Collected data entries:
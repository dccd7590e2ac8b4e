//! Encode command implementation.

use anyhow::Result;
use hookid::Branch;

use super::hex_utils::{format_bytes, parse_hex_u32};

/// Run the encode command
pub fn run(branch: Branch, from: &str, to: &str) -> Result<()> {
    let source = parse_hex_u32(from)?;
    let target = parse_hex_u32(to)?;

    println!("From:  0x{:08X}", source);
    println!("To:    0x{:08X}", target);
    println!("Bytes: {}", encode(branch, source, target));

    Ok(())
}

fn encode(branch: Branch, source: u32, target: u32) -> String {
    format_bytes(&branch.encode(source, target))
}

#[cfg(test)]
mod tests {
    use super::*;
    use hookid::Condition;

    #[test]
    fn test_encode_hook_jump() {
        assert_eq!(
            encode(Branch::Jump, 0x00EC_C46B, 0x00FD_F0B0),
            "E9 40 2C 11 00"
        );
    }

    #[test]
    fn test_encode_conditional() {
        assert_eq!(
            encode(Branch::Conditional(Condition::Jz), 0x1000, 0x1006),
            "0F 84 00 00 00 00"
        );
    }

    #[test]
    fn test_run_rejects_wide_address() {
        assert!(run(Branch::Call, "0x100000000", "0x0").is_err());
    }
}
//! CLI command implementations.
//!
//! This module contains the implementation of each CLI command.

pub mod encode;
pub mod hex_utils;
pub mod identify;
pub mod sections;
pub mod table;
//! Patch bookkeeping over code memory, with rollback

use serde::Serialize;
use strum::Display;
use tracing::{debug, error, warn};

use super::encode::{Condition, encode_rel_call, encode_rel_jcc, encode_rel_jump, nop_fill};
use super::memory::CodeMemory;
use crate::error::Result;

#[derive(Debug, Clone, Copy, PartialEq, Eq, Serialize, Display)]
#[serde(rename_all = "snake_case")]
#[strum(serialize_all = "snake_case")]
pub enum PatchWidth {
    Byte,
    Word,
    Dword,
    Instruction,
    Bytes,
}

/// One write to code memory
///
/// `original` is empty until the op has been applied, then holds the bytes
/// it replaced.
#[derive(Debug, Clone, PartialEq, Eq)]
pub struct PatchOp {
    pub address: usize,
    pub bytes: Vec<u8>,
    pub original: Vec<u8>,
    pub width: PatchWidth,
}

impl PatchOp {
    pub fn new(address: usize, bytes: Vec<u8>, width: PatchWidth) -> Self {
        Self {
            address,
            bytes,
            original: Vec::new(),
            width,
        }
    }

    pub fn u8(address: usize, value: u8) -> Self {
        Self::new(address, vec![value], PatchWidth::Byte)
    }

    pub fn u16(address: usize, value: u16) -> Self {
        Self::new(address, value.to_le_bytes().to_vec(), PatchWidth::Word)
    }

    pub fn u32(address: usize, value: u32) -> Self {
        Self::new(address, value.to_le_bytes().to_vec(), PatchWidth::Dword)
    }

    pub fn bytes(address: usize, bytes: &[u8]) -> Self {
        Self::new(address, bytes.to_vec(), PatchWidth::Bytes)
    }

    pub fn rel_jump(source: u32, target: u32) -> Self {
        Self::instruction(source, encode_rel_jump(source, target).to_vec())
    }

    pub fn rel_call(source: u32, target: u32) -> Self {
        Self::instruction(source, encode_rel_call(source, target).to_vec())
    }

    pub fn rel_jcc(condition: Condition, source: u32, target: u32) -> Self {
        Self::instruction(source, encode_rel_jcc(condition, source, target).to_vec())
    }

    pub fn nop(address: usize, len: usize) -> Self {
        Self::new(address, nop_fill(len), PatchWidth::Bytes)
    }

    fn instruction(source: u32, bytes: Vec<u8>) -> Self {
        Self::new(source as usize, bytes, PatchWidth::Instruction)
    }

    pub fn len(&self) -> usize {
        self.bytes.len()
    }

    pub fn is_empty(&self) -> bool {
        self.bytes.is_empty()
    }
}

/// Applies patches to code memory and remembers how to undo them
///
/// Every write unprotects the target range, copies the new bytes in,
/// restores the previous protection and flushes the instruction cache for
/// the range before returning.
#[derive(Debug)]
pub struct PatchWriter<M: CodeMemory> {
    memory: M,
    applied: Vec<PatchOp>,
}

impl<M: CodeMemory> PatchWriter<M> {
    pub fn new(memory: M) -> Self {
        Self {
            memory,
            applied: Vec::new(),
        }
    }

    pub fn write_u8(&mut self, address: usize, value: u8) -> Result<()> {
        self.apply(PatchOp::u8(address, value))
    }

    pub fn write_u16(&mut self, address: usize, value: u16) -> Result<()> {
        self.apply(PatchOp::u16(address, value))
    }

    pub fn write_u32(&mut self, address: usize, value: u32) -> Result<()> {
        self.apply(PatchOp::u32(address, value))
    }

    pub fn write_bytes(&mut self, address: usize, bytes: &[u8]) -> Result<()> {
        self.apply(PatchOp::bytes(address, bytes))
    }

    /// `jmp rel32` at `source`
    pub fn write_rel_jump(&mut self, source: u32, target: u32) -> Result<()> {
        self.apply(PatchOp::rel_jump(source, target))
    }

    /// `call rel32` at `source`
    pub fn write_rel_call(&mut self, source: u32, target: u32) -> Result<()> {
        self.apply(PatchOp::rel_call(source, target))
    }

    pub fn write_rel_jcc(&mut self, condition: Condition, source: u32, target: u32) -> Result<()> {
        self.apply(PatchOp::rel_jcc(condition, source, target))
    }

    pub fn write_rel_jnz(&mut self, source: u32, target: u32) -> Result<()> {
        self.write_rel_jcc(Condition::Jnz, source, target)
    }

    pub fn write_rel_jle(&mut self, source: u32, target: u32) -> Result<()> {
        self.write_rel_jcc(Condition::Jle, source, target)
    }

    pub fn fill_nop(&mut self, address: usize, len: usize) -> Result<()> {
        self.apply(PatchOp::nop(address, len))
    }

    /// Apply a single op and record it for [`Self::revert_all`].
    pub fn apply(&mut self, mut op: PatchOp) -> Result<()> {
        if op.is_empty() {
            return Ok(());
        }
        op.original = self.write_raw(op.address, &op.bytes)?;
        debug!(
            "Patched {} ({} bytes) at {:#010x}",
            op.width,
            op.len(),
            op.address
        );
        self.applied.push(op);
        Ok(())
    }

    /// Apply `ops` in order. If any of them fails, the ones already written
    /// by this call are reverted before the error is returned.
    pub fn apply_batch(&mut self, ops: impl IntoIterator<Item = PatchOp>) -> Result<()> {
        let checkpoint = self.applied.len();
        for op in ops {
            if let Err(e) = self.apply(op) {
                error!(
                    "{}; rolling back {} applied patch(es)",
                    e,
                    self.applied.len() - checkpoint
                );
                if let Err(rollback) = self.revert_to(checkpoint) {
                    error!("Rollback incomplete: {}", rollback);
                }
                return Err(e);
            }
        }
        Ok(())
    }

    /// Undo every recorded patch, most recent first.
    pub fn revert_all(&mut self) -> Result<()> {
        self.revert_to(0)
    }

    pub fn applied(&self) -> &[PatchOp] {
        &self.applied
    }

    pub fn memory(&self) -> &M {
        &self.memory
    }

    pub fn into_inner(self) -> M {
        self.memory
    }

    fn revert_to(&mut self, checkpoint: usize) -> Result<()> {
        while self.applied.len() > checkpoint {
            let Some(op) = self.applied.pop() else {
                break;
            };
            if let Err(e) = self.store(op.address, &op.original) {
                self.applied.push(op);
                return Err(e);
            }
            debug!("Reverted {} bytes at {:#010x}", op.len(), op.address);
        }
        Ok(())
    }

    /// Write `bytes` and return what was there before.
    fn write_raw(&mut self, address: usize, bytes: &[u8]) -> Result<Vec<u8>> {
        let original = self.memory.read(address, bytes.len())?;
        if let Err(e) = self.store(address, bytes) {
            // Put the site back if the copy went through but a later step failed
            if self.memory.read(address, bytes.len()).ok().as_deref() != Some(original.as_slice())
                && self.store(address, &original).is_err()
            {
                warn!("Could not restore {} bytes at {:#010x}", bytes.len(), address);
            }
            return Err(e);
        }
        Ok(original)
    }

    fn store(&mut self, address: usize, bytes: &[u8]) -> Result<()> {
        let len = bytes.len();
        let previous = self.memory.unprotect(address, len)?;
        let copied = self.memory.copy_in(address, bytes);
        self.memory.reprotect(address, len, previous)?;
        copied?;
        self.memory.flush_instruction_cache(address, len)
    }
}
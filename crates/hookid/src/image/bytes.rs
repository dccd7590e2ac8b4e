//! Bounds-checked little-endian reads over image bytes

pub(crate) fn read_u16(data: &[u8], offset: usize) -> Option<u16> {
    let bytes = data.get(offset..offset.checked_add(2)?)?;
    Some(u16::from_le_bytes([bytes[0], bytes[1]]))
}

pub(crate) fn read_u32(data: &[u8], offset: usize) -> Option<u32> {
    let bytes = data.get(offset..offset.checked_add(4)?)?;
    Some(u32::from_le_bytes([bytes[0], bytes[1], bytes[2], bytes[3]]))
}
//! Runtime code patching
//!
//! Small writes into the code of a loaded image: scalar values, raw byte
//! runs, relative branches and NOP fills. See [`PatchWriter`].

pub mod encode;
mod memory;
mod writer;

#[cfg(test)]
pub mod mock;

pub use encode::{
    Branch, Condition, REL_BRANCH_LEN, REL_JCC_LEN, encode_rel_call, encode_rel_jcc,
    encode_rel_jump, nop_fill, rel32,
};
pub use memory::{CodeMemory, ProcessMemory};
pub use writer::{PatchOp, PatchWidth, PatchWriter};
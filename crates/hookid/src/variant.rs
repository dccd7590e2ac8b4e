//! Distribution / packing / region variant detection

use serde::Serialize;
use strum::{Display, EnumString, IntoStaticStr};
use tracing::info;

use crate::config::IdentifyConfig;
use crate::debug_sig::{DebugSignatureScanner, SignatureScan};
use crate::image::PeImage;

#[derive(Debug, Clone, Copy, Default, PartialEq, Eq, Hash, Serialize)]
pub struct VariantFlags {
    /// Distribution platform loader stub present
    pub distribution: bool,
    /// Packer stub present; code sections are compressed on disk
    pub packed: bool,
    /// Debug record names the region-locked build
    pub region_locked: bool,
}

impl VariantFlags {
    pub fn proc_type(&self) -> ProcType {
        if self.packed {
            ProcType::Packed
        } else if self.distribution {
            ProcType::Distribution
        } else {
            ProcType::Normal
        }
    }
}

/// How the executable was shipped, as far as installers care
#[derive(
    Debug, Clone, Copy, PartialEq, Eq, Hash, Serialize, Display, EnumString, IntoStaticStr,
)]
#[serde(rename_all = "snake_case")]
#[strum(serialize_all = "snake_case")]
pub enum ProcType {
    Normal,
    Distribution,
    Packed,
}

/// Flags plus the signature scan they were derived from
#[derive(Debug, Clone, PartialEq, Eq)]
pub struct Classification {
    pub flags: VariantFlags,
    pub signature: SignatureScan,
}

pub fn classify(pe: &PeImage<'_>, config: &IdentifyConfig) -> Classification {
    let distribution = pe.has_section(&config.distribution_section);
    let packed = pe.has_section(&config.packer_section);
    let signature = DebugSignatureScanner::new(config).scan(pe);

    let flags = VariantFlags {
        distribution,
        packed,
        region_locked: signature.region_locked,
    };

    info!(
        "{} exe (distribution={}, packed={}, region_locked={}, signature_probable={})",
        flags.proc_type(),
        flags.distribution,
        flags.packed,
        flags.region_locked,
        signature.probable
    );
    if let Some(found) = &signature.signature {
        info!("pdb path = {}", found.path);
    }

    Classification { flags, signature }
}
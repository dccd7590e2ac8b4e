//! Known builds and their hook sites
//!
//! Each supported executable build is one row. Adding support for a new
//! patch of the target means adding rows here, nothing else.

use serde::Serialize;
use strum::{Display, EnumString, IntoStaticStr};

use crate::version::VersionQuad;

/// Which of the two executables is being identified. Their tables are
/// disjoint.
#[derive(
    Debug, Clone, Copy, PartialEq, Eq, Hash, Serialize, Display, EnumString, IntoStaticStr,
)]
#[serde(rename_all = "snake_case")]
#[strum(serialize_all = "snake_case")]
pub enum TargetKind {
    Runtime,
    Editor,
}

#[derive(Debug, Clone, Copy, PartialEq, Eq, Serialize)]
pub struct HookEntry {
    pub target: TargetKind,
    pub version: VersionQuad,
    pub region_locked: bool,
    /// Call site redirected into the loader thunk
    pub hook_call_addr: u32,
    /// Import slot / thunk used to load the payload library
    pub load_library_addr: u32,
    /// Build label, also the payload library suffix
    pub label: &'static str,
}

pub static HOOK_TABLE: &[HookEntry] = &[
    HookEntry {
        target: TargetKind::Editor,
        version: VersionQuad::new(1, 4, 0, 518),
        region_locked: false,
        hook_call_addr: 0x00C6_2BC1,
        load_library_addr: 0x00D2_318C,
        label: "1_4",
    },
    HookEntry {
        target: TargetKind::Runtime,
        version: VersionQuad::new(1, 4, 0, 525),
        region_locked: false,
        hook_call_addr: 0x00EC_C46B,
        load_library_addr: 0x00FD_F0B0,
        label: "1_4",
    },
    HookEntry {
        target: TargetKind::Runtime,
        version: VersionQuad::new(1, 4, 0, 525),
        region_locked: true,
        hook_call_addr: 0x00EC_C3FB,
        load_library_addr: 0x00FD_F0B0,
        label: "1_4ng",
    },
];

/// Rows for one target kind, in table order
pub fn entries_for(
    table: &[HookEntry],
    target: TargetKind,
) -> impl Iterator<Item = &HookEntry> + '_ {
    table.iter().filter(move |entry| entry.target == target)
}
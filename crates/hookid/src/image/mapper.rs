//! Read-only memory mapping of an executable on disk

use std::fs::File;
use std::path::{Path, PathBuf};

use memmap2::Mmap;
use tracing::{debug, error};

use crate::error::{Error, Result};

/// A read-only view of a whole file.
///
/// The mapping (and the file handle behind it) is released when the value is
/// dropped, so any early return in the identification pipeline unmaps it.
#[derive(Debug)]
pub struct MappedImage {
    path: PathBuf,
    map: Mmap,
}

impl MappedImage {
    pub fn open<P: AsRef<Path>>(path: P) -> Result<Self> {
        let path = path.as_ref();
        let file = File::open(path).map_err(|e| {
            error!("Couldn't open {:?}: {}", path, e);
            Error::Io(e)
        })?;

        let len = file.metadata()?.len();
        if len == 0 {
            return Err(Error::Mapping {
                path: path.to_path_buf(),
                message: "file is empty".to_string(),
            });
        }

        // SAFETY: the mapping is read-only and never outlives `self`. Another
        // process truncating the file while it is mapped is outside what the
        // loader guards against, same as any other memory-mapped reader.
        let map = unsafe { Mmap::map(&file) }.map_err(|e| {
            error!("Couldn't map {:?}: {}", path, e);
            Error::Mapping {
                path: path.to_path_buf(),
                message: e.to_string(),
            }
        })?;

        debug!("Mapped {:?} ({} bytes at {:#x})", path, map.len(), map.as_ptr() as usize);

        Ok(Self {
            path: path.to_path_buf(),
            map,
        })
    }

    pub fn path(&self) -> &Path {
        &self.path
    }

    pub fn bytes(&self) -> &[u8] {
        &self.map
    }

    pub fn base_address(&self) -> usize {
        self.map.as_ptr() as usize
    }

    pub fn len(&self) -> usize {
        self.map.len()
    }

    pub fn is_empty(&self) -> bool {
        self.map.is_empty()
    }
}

▶ **WHAT IS BEING ASKED**
Every line in the data that holds "thunk" should be copied out.

▶ **ANSWER TO THIS PROBLEM**
    /// Call site redirected into the loader thunk
    /// Import slot / thunk used to load the payload library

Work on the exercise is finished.